Further, when a groove connecting the inner bottom surface of the concave portion and the opening of the concave portion is formed in the inner peripheral portion of the concave portion of the metal member as an air vent, the air inside the concave portion is inserted as the convex portion is inserted into the concave portion. Can be pushed out smoothly.

[Brief description of drawings]

FIG. 1 is a partially cutaway front view showing a joining structure according to an embodiment of the present invention.

FIG. 2 is an enlarged cross-sectional view showing a joint portion between a rotor and a rotary shaft in a joint structure.

FIG. 3 is an enlarged view showing an end face of a rotating shaft in the bonded structure.

FIG. 4 is a cross-sectional view showing a process of inserting a protrusion of a rotor into a recess of a rotary shaft in a bonded structure.

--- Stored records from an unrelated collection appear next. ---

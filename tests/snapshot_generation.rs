//! Periodic snapshot generation
//!
//! Runs the generator on a paused clock and checks period, versioning,
//! integrity and stop behaviour.

use std::sync::{Arc, Mutex};
use std::time::Duration;

use feed_aggregator::exchange::Exchange;
use feed_aggregator::market::Market;
use feed_aggregator::snapshot::{Snapshot, SnapshotGenerator, SnapshotListener, SnapshotSource};
use feed_aggregator::{AggregatorError, ConfigError, SnapshotConfig};
use rust_decimal::Decimal;

#[derive(Default)]
struct Collector {
    snapshots: Mutex<Vec<Snapshot>>,
}

impl Collector {
    fn taken(&self) -> Vec<Snapshot> {
        self.snapshots.lock().unwrap().clone()
    }
}

impl SnapshotListener for Collector {
    fn on_snapshot(&self, snapshot: &Snapshot) {
        self.snapshots.lock().unwrap().push(snapshot.clone());
    }
}

fn config(period_ms: u64) -> SnapshotConfig {
    SnapshotConfig {
        period_ms,
        ..SnapshotConfig::default()
    }
}

#[tokio::test(start_paused = true)]
async fn test_market_snapshots_every_period() {
    let market = Arc::new(Market::new("BTC", "USD").unwrap());
    market.add_bid(Decimal::from(100), Decimal::ONE, Some(1));
    let collector = Arc::new(Collector::default());

    let generator = SnapshotGenerator::spawn(SnapshotSource::Market(market.clone()), collector.clone(), config(1_000)).unwrap();

    tokio::time::sleep(Duration::from_millis(500)).await;
    assert!(collector.taken().is_empty());

    tokio::time::sleep(Duration::from_millis(1_000)).await;
    market.add_ask(Decimal::from(101), Decimal::ONE, Some(1));
    tokio::time::sleep(Duration::from_millis(1_000)).await;

    let taken = collector.taken();
    assert_eq!(taken.len(), 2);
    assert_eq!(taken[0].version(), 1);
    assert_eq!(taken[1].version(), 2);
    assert!(taken.iter().all(Snapshot::verify_integrity));

    match (&taken[0], &taken[1]) {
        (Snapshot::Market(first), Snapshot::Market(second)) => {
            assert!(first.asks.is_empty());
            assert_eq!(second.asks.len(), 1);
            assert!(second.last_sequence > first.last_sequence);
        }
        other => panic!("unexpected snapshots {other:?}"),
    }
    generator.stop();
}

#[tokio::test(start_paused = true)]
async fn test_exchange_snapshot_covers_all_markets() {
    let exchange = Arc::new(Exchange::new("bitfinex"));
    exchange.market("BTC", "USD").unwrap();
    exchange.market("ETH", "USD").unwrap();
    let collector = Arc::new(Collector::default());

    let _generator = SnapshotGenerator::spawn(SnapshotSource::Exchange(exchange), collector.clone(), config(250)).unwrap();
    tokio::time::sleep(Duration::from_millis(260)).await;

    let taken = collector.taken();
    assert_eq!(taken.len(), 1);
    match &taken[0] {
        Snapshot::Exchange(snap) => {
            assert_eq!(snap.exchange, "bitfinex");
            assert_eq!(snap.markets.len(), 2);
        }
        other => panic!("expected exchange snapshot, got {other:?}"),
    }
}

#[tokio::test(start_paused = true)]
async fn test_stop_and_drop_end_the_timer() {
    let market = Arc::new(Market::new("BTC", "USD").unwrap());
    let collector = Arc::new(Collector::default());

    let generator = SnapshotGenerator::spawn(SnapshotSource::Market(market.clone()), collector.clone(), config(100)).unwrap();
    tokio::time::sleep(Duration::from_millis(150)).await;
    generator.stop();
    tokio::time::sleep(Duration::from_millis(1_000)).await;
    assert_eq!(collector.taken().len(), 1);
    assert!(generator.is_stopped());

    let dropped = Arc::new(Collector::default());
    drop(SnapshotGenerator::spawn(SnapshotSource::Market(market), dropped.clone(), config(100)).unwrap());
    tokio::time::sleep(Duration::from_millis(1_000)).await;
    assert!(dropped.taken().is_empty());
}

#[tokio::test]
async fn test_zero_period_rejected() {
    let market = Arc::new(Market::new("BTC", "USD").unwrap());
    let err = SnapshotGenerator::spawn(SnapshotSource::Market(market), Arc::new(Collector::default()), config(0)).unwrap_err();
    assert!(matches!(err, AggregatorError::Config(ConfigError::ZeroPeriod)));
}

FIG. 5 is a cross-sectional view showing another example of the joint portion in the joint structure.

[Explanation of symbols]

1 ... Rotor, 2 ... Rotating shaft, 5 ... Convex part, 6 ... Recessed part, 7 ...
groove.

Claims (2)

[Claims] 1. A ceramic member having a convex portion, and a metal member having a concave portion, the concave portion being combined with the convex portion of the ceramic member by shrink-fitting and joining, the metallic member having the concave portion. A joined structure of a ceramic member and a metal member, characterized in that an air venting portion is formed which communicates the inner bottom surface with the outside of the recess. 2. The ceramic member and the metal member according to claim 1, wherein the air vent is a groove formed by connecting a bottom surface inside the recess and an opening of the recess in an inner peripheral portion of the recess of the metal member. Junction structure.